In the 160–180°C range, the acrylamide content was significantly higher for the doughs with 65% moisture content than the doughs with 50% moisture content. This indicates that heat transfer was accelerated in the interior portion of the dough with the higher moisture content. In addition, the higher moisture content possibly enhanced the mobility of asparagine and the sugars (Michalak et al., 2016). Thus, the moisture in the dough stimulated heat transfer and reactant mobility, probably causing the generation of higher levels of acrylamide. At 190 and 200°C, there was no significant difference between the acrylamide in two moisture content doughs.
Doughs with 65% moisture content showed no significant difference in acrylamide contents at temperatures in the range 170–200°C (Table 2), indicating that temperature has less significant effects on acrylamide formation at higher moisture contents. In other words, the reactants could generate a considerable amount of acrylamide at relatively lower temperatures as a result of improved heat transfer and reactant mobility.

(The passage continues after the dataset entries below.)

//! Chart-level options supplied by the caller of a conversion run.

use std::num::NonZeroU32;
use std::path::Path;

use serde::{Deserialize, Serialize};

use crate::constants::{DEFAULT_CHART_DESCRIPTION, DEFAULT_CHART_VERSION};
use crate::error::{ChartError, Result};
use crate::types::ResourceRequirements;

/// Options that shape the generated chart but not the component set.
#[derive(Debug, Clone, PartialEq, Eq, Serialize, Deserialize)]
#[serde(default, rename_all = "camelCase", deny_unknown_fields)]
pub struct ChartOptions {
    /// `description` written to `Chart.yaml`.
    pub description: String,
    /// `version` written to `Chart.yaml`.
    pub version: String,
    /// Optional `appVersion` written to `Chart.yaml`.
    pub app_version: Option<String>,
    /// Replica count for every deployment.
    pub replica_count: NonZeroU32,
    /// Resource limits and requests for every container.
    pub resources: ResourceRequirements,
}

impl Default for ChartOptions {
    fn default() -> Self {
        Self {
            description: DEFAULT_CHART_DESCRIPTION.to_owned(),
            version: DEFAULT_CHART_VERSION.to_owned(),
            app_version: None,
            replica_count: NonZeroU32::MIN,
            resources: ResourceRequirements::default(),
        }
    }
}

impl ChartOptions {
    /// Loads options from a YAML file. Missing keys keep their defaults.
    ///
    /// # Errors
    ///
    /// Returns an error if the file cannot be read, is not valid YAML,
    /// or carries invalid resource quantities.
    pub fn from_file(path: &Path) -> Result<Self> {
        tracing::debug!(path = %path.display(), "loading chart options");
        let content = std::fs::read_to_string(path).map_err(|source| ChartError::Io {
            path: path.to_path_buf(),
            source,
        })?;
        let options: Self = serde_yaml::from_str(&content).map_err(|e| ChartError::Parse {
            message: format!("options file {}: {e}", path.display()),
        })?;
        options.validate()?;
        Ok(options)
    }

    /// Validates the options before a run uses them.
    ///
    /// # Errors
    ///
    /// Returns an error if the chart version is empty or a resource quantity is malformed.
    pub fn validate(&self) -> Result<()> {
        if self.version.trim().is_empty() {
            return Err(ChartError::Parse {
                message: "chart version must not be empty".into(),
            });
        }
        self.resources.validate()
    }
}

#[cfg(test)]
mod tests {
    use super::*;

    #[test]
    fn defaults_match_chart_conventions() {
        let options = ChartOptions::default();
        assert_eq!(options.version, "0.1.0");
        assert_eq!(options.replica_count.get(), 1);
        assert!(options.description.contains("{{ .Release.Name }}"));
        assert!(options.validate().is_ok());
    }

    #[test]
    fn from_file_merges_with_defaults() {
        let dir = tempfile::tempdir().expect("tempdir");
        let path = dir.path().join("options.yaml");
        std::fs::write(&path, "replicaCount: 3\nappVersion: \"2.0\"\n").expect("write");

        let options = ChartOptions::from_file(&path).expect("load");
        assert_eq!(options.replica_count.get(), 3);
        assert_eq!(options.app_version.as_deref(), Some("2.0"));
        assert_eq!(options.version, "0.1.0");
    }

    #[test]
    fn from_file_rejects_zero_replicas() {
        let dir = tempfile::tempdir().expect("tempdir");
        let path = dir.path().join("options.yaml");
        std::fs::write(&path, "replicaCount: 0\n").expect("write");
        assert!(matches!(
            ChartOptions::from_file(&path),
            Err(ChartError::Parse { .. })
        ));
    }

    #[test]
    fn from_file_rejects_bad_limits() {
        let dir = tempfile::tempdir().expect("tempdir");
        let path = dir.path().join("options.yaml");
        std::fs::write(
            &path,
            "resources:\n  limits: {cpu: \"1\", memory: 512Mi}\n  requests: {cpu: 250m, memory: 256Mi}\n",
        )
        .expect("write");
        assert!(matches!(
            ChartOptions::from_file(&path),
            Err(ChartError::InvalidResourceLimit { field: "cpu", .. })
        ));
    }

    #[test]
    fn from_file_reports_missing_file() {
        let err = ChartOptions::from_file(Path::new("/nonexistent/options.yaml")).unwrap_err();
        assert!(matches!(err, ChartError::Io { .. }));
    }
}
//! Writing a chart file set to disk.
//!
//! Files are staged in a temporary directory next to the destination and
//! the directory is renamed into place only once every file is written, so
//! a failed run never leaves a half-populated chart behind.

use std::io;
use std::path::{Path, PathBuf};

use helmforge_common::error::{ChartError, Result};

use crate::assemble::ChartFileSet;

const STAGING_PREFIX: &str = ".helmforge-";

/// Writes `set` to `<output_dir>/<chart_name>` and returns that path.
///
/// An existing chart directory is replaced only when `overwrite` is set.
///
/// # Errors
///
/// Returns [`ChartError::OutputWriteFailure`] if the destination exists and
/// `overwrite` is not set, or if any directory or file cannot be written.
pub fn write_chart(set: &ChartFileSet, output_dir: &Path, overwrite: bool) -> Result<PathBuf> {
    let target = output_dir.join(&set.chart_name);
    let write_failure = |path: &Path| {
        let path = path.to_path_buf();
        move |source: io::Error| ChartError::OutputWriteFailure { path, source }
    };

    if target.exists() && !overwrite {
        return Err(ChartError::OutputWriteFailure {
            path: target,
            source: io::Error::new(io::ErrorKind::AlreadyExists, "chart directory already exists"),
        });
    }

    std::fs::create_dir_all(output_dir).map_err(write_failure(output_dir))?;
    let staging = tempfile::Builder::new()
        .prefix(STAGING_PREFIX)
        .tempdir_in(output_dir)
        .map_err(write_failure(output_dir))?;
    tracing::debug!(staging = %staging.path().display(), "staging chart files");

    for file in &set.files {
        let path = staging.path().join(&file.path);
        if let Some(parent) = path.parent() {
            std::fs::create_dir_all(parent).map_err(write_failure(parent))?;
        }
        std::fs::write(&path, &file.contents).map_err(write_failure(&target.join(&file.path)))?;
    }

    replace_dir(staging.path(), &target, output_dir)?;
    let _ = staging.keep();

    tracing::info!(path = %target.display(), files = set.files.len(), "chart written");
    Ok(target)
}

/// Moves `staged` to `target`. An existing `target` is set aside first and
/// restored if the move fails, then removed once the new directory is in
/// place.
fn replace_dir(staged: &Path, target: &Path, output_dir: &Path) -> Result<()> {
    let write_failure = |source: io::Error| ChartError::OutputWriteFailure {
        path: target.to_path_buf(),
        source,
    };

    let aside = if target.exists() {
        tracing::info!(path = %target.display(), "replacing existing chart directory");
        let holder = tempfile::Builder::new()
            .prefix(STAGING_PREFIX)
            .tempdir_in(output_dir)
            .map_err(write_failure)?;
        let displaced = holder.path().join("previous");
        std::fs::rename(target, &displaced).map_err(write_failure)?;
        Some((holder, displaced))
    } else {
        None
    };

    if let Err(source) = std::fs::rename(staged, target) {
        if let Some((holder, displaced)) = aside {
            if let Err(restore) = std::fs::rename(&displaced, target) {
                tracing::error!(
                    path = %displaced.display(),
                    error = %restore,
                    "could not restore previous chart directory"
                );
                let _ = holder.keep();
            }
        }
        return Err(write_failure(source));
    }
    Ok(())
}
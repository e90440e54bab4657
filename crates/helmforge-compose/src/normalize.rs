//! Descriptor normalization.
//!
//! Collapses the shapes compose files allow for images, environment, and
//! ports into one [`ComponentSpec`]. Fails on the first malformed entry.

use helmforge_common::constants::DEFAULT_IMAGE_TAG;
use helmforge_common::error::{ChartError, Result};
use indexmap::IndexMap;
use serde::Serialize;
use serde_yaml::Value;

use crate::document::RawComponent;

/// A component descriptor in canonical form.
#[derive(Debug, Clone, PartialEq, Eq, Serialize)]
pub struct ComponentSpec {
    /// Image repository, everything before the first `:`.
    pub repository: String,
    /// Image tag, never empty.
    pub tag: String,
    /// Environment variables in declaration order.
    pub env: IndexMap<String, String>,
    /// Container-side ports in declaration order.
    pub ports: Vec<u16>,
}

/// Normalizes the descriptor of component `name`.
///
/// # Errors
///
/// Returns [`ChartError::MissingImageField`], [`ChartError::MalformedEnvironmentEntry`]
/// or [`ChartError::InvalidPortSpec`] for the first entry that does not fit.
pub fn normalize(name: &str, raw: &RawComponent) -> Result<ComponentSpec> {
    let image = raw
        .image
        .as_deref()
        .map(str::trim)
        .filter(|image| !image.is_empty())
        .ok_or_else(|| ChartError::MissingImageField {
            component: name.to_owned(),
        })?;
    let (repository, tag) = split_image(image);

    let spec = ComponentSpec {
        repository: repository.to_owned(),
        tag: tag.to_owned(),
        env: normalize_environment(name, raw.environment.as_ref())?,
        ports: normalize_ports(name, raw.ports.as_ref())?,
    };
    tracing::debug!(
        component = name,
        repository = %spec.repository,
        tag = %spec.tag,
        env = spec.env.len(),
        ports = ?spec.ports,
        "normalized component"
    );
    Ok(spec)
}

fn split_image(image: &str) -> (&str, &str) {
    match image.split_once(':') {
        Some((repository, tag)) if !tag.is_empty() => (repository, tag),
        Some((repository, _)) => (repository, DEFAULT_IMAGE_TAG),
        None => (image, DEFAULT_IMAGE_TAG),
    }
}

fn normalize_environment(component: &str, environment: Option<&Value>) -> Result<IndexMap<String, String>> {
    let malformed = |entry: String| ChartError::MalformedEnvironmentEntry {
        component: component.to_owned(),
        entry,
    };

    let mut env = IndexMap::new();
    match environment {
        None | Some(Value::Null) => {}
        Some(Value::Mapping(mapping)) => {
            for (key, value) in mapping {
                let key = scalar_to_string(key)
                    .filter(|k| !k.is_empty())
                    .ok_or_else(|| malformed(describe(key)))?;
                let value = scalar_to_string(value)
                    .ok_or_else(|| malformed(format!("{key}: {}", describe(value))))?;
                let _ = env.insert(key, value);
            }
        }
        Some(Value::Sequence(entries)) => {
            for entry in entries {
                let text = scalar_to_string(entry).ok_or_else(|| malformed(describe(entry)))?;
                match text.split_once('=') {
                    Some((key, value)) if !key.is_empty() => {
                        let _ = env.insert(key.to_owned(), value.to_owned());
                    }
                    _ => return Err(malformed(text)),
                }
            }
        }
        Some(other) => return Err(malformed(describe(other))),
    }
    Ok(env)
}

fn normalize_ports(component: &str, ports: Option<&Value>) -> Result<Vec<u16>> {
    let invalid = |port: String| ChartError::InvalidPortSpec {
        component: component.to_owned(),
        port,
    };

    match ports {
        None | Some(Value::Null) => Ok(Vec::new()),
        Some(Value::Sequence(entries)) => entries
            .iter()
            .map(|entry| {
                let text = match entry {
                    Value::String(s) => s.clone(),
                    Value::Number(n) => n.to_string(),
                    other => return Err(invalid(describe(other))),
                };
                parse_container_port(&text).ok_or_else(|| invalid(text))
            })
            .collect(),
        Some(other) => Err(invalid(describe(other))),
    }
}

/// Takes the part after the last `:` (`HOST:CONTAINER`) and parses it as a port.
fn parse_container_port(spec: &str) -> Option<u16> {
    let container = spec.rsplit_once(':').map_or(spec, |(_, port)| port).trim();
    if container.is_empty() || !container.bytes().all(|b| b.is_ascii_digit()) {
        return None;
    }
    container.parse::<u16>().ok().filter(|port| *port > 0)
}

fn scalar_to_string(value: &Value) -> Option<String> {
    match value {
        Value::String(s) => Some(s.clone()),
        Value::Number(n) => Some(n.to_string()),
        Value::Bool(b) => Some(b.to_string()),
        Value::Null => Some(String::new()),
        _ => None,
    }
}

fn describe(value: &Value) -> String {
    serde_yaml::to_string(value).map_or_else(
        |_| format!("{value:?}"),
        |text| text.trim_end().replace('\n', " "),
    )
}
//! Chart assembly: one conversion run from composition document to an
//! in-memory file set.
//!
//! The run is phased. Every accepted component is normalized first, then
//! folded into the values document, then rendered. Nothing is produced
//! unless every phase succeeds for every component.

use std::path::{Path, PathBuf};

use helmforge_common::config::ChartOptions;
use helmforge_common::constants::{CHART_API_VERSION, CHART_DIR_SUFFIX, CHART_FILE, TEMPLATES_DIR, VALUES_FILE};
use helmforge_common::error::{ChartError, Result};
use helmforge_common::types::name_rejection;
use helmforge_compose::{
    ComponentFilter, ComponentSpec, CompositionDocument, NameDenylist, RawComponent, normalize,
};
use serde::Serialize;

use crate::render::ManifestRenderer;
use crate::skeleton::{BuiltinSkeletons, ManifestKind, SkeletonSource};
use crate::values::ValuesDocument;

/// One generated file, relative to the chart directory.
#[derive(Debug, Clone, PartialEq, Eq)]
pub struct ChartFile {
    /// Path relative to the chart directory.
    pub path: PathBuf,
    /// File contents.
    pub contents: String,
}

/// Everything one run produces, ready to be written.
#[derive(Debug, Clone, PartialEq, Eq)]
pub struct ChartFileSet {
    /// Chart name, also the chart directory name.
    pub chart_name: String,
    /// Files in emission order: `Chart.yaml`, `values.yaml`, then manifests.
    pub files: Vec<ChartFile>,
    /// Components converted, in document order.
    pub accepted: Vec<String>,
    /// Components left out by the filter, in document order.
    pub skipped: Vec<String>,
}

impl ChartFileSet {
    /// Looks up a file by its path relative to the chart directory.
    #[must_use]
    pub fn get(&self, path: impl AsRef<Path>) -> Option<&str> {
        let path = path.as_ref();
        self.files
            .iter()
            .find(|f| f.path == path)
            .map(|f| f.contents.as_str())
    }

    /// Total size of all file contents in bytes.
    #[must_use]
    pub fn total_bytes(&self) -> u64 {
        self.files.iter().map(|f| f.contents.len() as u64).sum()
    }
}

#[derive(Serialize)]
#[serde(rename_all = "camelCase")]
struct ChartMetadata<'a> {
    api_version: &'a str,
    name: &'a str,
    description: &'a str,
    version: &'a str,
    #[serde(skip_serializing_if = "Option::is_none")]
    app_version: Option<&'a str>,
}

/// Converts composition documents into chart file sets.
pub struct ChartAssembler {
    options: ChartOptions,
    filter: Box<dyn ComponentFilter>,
    skeletons: Box<dyn SkeletonSource>,
}

impl std::fmt::Debug for ChartAssembler {
    fn fmt(&self, f: &mut std::fmt::Formatter<'_>) -> std::fmt::Result {
        f.debug_struct("ChartAssembler")
            .field("options", &self.options)
            .finish_non_exhaustive()
    }
}

impl Default for ChartAssembler {
    fn default() -> Self {
        Self::new(ChartOptions::default())
    }
}

impl ChartAssembler {
    /// Creates an assembler with the default name denylist and built-in skeletons.
    #[must_use]
    pub fn new(options: ChartOptions) -> Self {
        Self {
            options,
            filter: Box::new(NameDenylist::default()),
            skeletons: Box::new(BuiltinSkeletons),
        }
    }

    /// Replaces the component classification policy.
    #[must_use]
    pub fn with_filter(mut self, filter: impl ComponentFilter + 'static) -> Self {
        self.filter = Box::new(filter);
        self
    }

    /// Replaces the skeleton source.
    #[must_use]
    pub fn with_skeletons(mut self, skeletons: impl SkeletonSource + 'static) -> Self {
        self.skeletons = Box::new(skeletons);
        self
    }

    /// Whether the classification policy keeps component `name`.
    pub fn accepts(&self, name: &str, component: &RawComponent) -> bool {
        self.filter.accepts(name, component)
    }

    /// The options this assembler applies.
    #[must_use]
    pub const fn options(&self) -> &ChartOptions {
        &self.options
    }

    /// Runs one conversion.
    ///
    /// The chart is named `<chart_base>-chart`.
    ///
    /// # Errors
    ///
    /// Fails on invalid options or chart name, a missing or malformed
    /// skeleton, or the first component that cannot be normalized or
    /// rendered. No file set is returned in that case.
    pub fn assemble(&self, composition: &CompositionDocument, chart_base: &str) -> Result<ChartFileSet> {
        if let Some(reason) = name_rejection(chart_base) {
            return Err(ChartError::InvalidChartName {
                name: chart_base.to_owned(),
                reason,
            });
        }
        self.options.validate()?;
        let chart_name = format!("{chart_base}{CHART_DIR_SUFFIX}");
        tracing::info!(chart = %chart_name, components = composition.len(), "assembling chart");

        let renderer = ManifestRenderer::new(
            self.skeletons.as_ref(),
            self.options.replica_count,
            self.options.resources.clone(),
        )?;

        let mut accepted: Vec<(&str, ComponentSpec)> = Vec::new();
        let mut skipped = Vec::new();
        for (name, raw) in composition.components() {
            if self.accepts(name, raw) {
                accepted.push((name, normalize(name, raw)?));
            } else {
                tracing::info!(component = name, "skipping infrastructure component");
                skipped.push(name.to_owned());
            }
        }
        if accepted.is_empty() {
            tracing::warn!(chart = %chart_name, "no workload components; chart will contain no manifests");
        }

        let mut values = ValuesDocument::new(self.options.replica_count, self.options.resources.clone());
        for (name, spec) in &accepted {
            values.add(name, spec)?;
        }

        let mut files = vec![
            ChartFile {
                path: PathBuf::from(CHART_FILE),
                contents: self.chart_metadata(&chart_name)?,
            },
            ChartFile {
                path: PathBuf::from(VALUES_FILE),
                contents: values.to_yaml()?,
            },
        ];
        for (name, spec) in &accepted {
            for kind in ManifestKind::ALL {
                files.push(ChartFile {
                    path: Path::new(TEMPLATES_DIR).join(kind.manifest_file_name(name)),
                    contents: renderer.render(kind, name, spec)?,
                });
            }
        }

        tracing::info!(
            chart = %chart_name,
            accepted = accepted.len(),
            skipped = skipped.len(),
            files = files.len(),
            "chart assembled"
        );
        Ok(ChartFileSet {
            chart_name,
            files,
            accepted: accepted.into_iter().map(|(name, _)| name.to_owned()).collect(),
            skipped,
        })
    }

    fn chart_metadata(&self, chart_name: &str) -> Result<String> {
        let metadata = ChartMetadata {
            api_version: CHART_API_VERSION,
            name: chart_name,
            description: &self.options.description,
            version: &self.options.version,
            app_version: self.options.app_version.as_deref(),
        };
        Ok(serde_yaml::to_string(&metadata)?)
    }
}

As presented in Table 2, acrylamide contents in two different moisture content doughs were not significantly different at 200°C. In contrast, acrylamide contents were distinguishable by moisture content in potato doughs heated at 170°C and 180°C. Besides, in moisture content 65%, there were no significant differences with the acrylamide content in doughs heated at 200°C, which is the maximum acrylamide level observed in the experiment. Thus, while these two temperatures could determine the moisture content where the maximum acrylamide content is measured, the lower temperature, 170°C, was adopted for experimental convenience. Therefore, an additional temperature, i.e., 170°C, was examined to determine the effect of moisture content on acrylamide formation. The acrylamide contents after heating at 170 and 200°C were compared, while varying the initial moisture content from 50 to 70% (Table 3).
Table 3. Acrylamide content of potato dough heated for 18 minutes at various moisture contents.
|Moisture content (%)||Acrylamide content (ng/g)|
|Temperature 170°CMean ± SD||Temperature 200°CMean ± SD|
|50*||26026.3a ± 1036.8||51096.3a ± 1484.6|
|55*||31456.0a ± 686.93||51511.7a ± 1141.4|
|60*||42687.4b ± 1562.4||53936.6a ± 1715.5|
|65||48793.9c ± 2849.9||52655.5a ± 2150.2|
|70*||45906.2bc ± 2077.4||53217.6a ± 769.84|
a–cValues with the same letters indicate no significant differences between the acrylamide contents in the same temperature with varying moisture contents (one-way ANOVA, p < 0.05).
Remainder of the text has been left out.